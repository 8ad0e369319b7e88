//! Field-level validation rules for the identity & address step

use std::collections::BTreeMap;

use thiserror::Error;

use super::cnic::is_valid_cnic;
use crate::data::{DocumentType, RegistrationForm};

/// Fields validated on blur
#[derive(Debug, Clone, Copy, PartialEq, Eq, PartialOrd, Ord, Hash)]
pub enum FieldName {
    Cnic,
    Passport,
    CompleteAddress,
}

impl FieldName {
    /// The field's current value in the record
    pub fn value_in(self, form: &RegistrationForm) -> &str {
        match self {
            FieldName::Cnic => &form.cnic,
            FieldName::Passport => &form.passport,
            FieldName::CompleteAddress => &form.complete_address,
        }
    }
}

/// A user-correctable validation failure
#[derive(Error, Debug, Clone, Copy, PartialEq, Eq)]
pub enum FieldError {
    #[error("CNIC is required")]
    CnicRequired,
    #[error("Invalid CNIC format")]
    InvalidCnic,
    #[error("Passport number is required")]
    PassportRequired,
    #[error("Complete address is required")]
    AddressRequired,
}

/// Validate one field's value.
///
/// `document_type` only matters for the passport rule: a passport number is
/// required only while Passport is the active document.
pub fn validate_field(
    field: FieldName,
    value: &str,
    document_type: DocumentType,
) -> Result<(), FieldError> {
    match field {
        FieldName::Cnic => {
            if value.is_empty() {
                Err(FieldError::CnicRequired)
            } else if !is_valid_cnic(value) {
                Err(FieldError::InvalidCnic)
            } else {
                Ok(())
            }
        }
        FieldName::Passport => {
            if value.is_empty() && document_type == DocumentType::Passport {
                Err(FieldError::PassportRequired)
            } else {
                Ok(())
            }
        }
        FieldName::CompleteAddress => {
            if value.trim().is_empty() {
                Err(FieldError::AddressRequired)
            } else {
                Ok(())
            }
        }
    }
}

/// Current validation errors, keyed by field. A missing entry means valid.
#[derive(Debug, Clone, Default, PartialEq, Eq)]
pub struct FieldErrors {
    errors: BTreeMap<FieldName, FieldError>,
}

impl FieldErrors {
    pub fn new() -> Self {
        Self::default()
    }

    pub fn get(&self, field: FieldName) -> Option<FieldError> {
        self.errors.get(&field).copied()
    }

    /// Record a validation outcome for `field`
    pub fn record(&mut self, field: FieldName, outcome: Result<(), FieldError>) {
        match outcome {
            Ok(()) => {
                self.errors.remove(&field);
            }
            Err(err) => {
                self.errors.insert(field, err);
            }
        }
    }

    pub fn clear(&mut self, field: FieldName) {
        self.errors.remove(&field);
    }

    pub fn is_empty(&self) -> bool {
        self.errors.is_empty()
    }

    pub fn iter(&self) -> impl Iterator<Item = (FieldName, FieldError)> + '_ {
        self.errors.iter().map(|(k, v)| (*k, *v))
    }
}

## What is being asked
Exactly as written above, set down the whole listing again.

## Your response
repository 8ad0e369319b7e88
//! Field-level validation rules for the identity & address step

use std::collections::BTreeMap;

use thiserror::Error;

use super::cnic::is_valid_cnic;
use crate::data::{DocumentType, RegistrationForm};

/// Fields validated on blur
#[derive(Debug, Clone, Copy, PartialEq, Eq, PartialOrd, Ord, Hash)]
pub enum FieldName {
    Cnic,
    Passport,
    CompleteAddress,
}

impl FieldName {
    /// The field's current value in the record
    pub fn value_in(self, form: &RegistrationForm) -> &str {
        match self {
            FieldName::Cnic => &form.cnic,
            FieldName::Passport => &form.passport,
            FieldName::CompleteAddress => &form.complete_address,
        }
    }
}

/// A user-correctable validation failure
#[derive(Error, Debug, Clone, Copy, PartialEq, Eq)]
pub enum FieldError {
    #[error("CNIC is required")]
    CnicRequired,
    #[error("Invalid CNIC format")]
    InvalidCnic,
    #[error("Passport number is required")]
    PassportRequired,
    #[error("Complete address is required")]
    AddressRequired,
}

/// Validate one field's value.
///
/// `document_type` only matters for the passport rule: a passport number is
/// required only while Passport is the active document.
pub fn validate_field(
    field: FieldName,
    value: &str,
    document_type: DocumentType,
) -> Result<(), FieldError> {
    match field {
        FieldName::Cnic => {
            if value.is_empty() {
                Err(FieldError::CnicRequired)
            } else if !is_valid_cnic(value) {
                Err(FieldError::InvalidCnic)
            } else {
                Ok(())
            }
        }
        FieldName::Passport => {
            if value.is_empty() && document_type == DocumentType::Passport {
                Err(FieldError::PassportRequired)
            } else {
                Ok(())
            }
        }
        FieldName::CompleteAddress => {
            if value.trim().is_empty() {
                Err(FieldError::AddressRequired)
            } else {
                Ok(())
            }
        }
    }
}

/// Current validation errors, keyed by field. A missing entry means valid.
#[derive(Debug, Clone, Default, PartialEq, Eq)]
pub struct FieldErrors {
    errors: BTreeMap<FieldName, FieldError>,
}

impl FieldErrors {
    pub fn new() -> Self {
        Self::default()
    }

    pub fn get(&self, field: FieldName) -> Option<FieldError> {
        self.errors.get(&field).copied()
    }

    /// Record a validation outcome for `field`
    pub fn record(&mut self, field: FieldName, outcome: Result<(), FieldError>) {
        match outcome {
            Ok(()) => {
                self.errors.remove(&field);
            }
            Err(err) => {
                self.errors.insert(field, err);
            }
        }
    }

    pub fn clear(&mut self, field: FieldName) {
        self.errors.remove(&field);
    }

    pub fn is_empty(&self) -> bool {
        self.errors.is_empty()
    }

    pub fn iter(&self) -> impl Iterator<Item = (FieldName, FieldError)> + '_ {
        self.errors.iter().map(|(k, v)| (*k, *v))
    }
}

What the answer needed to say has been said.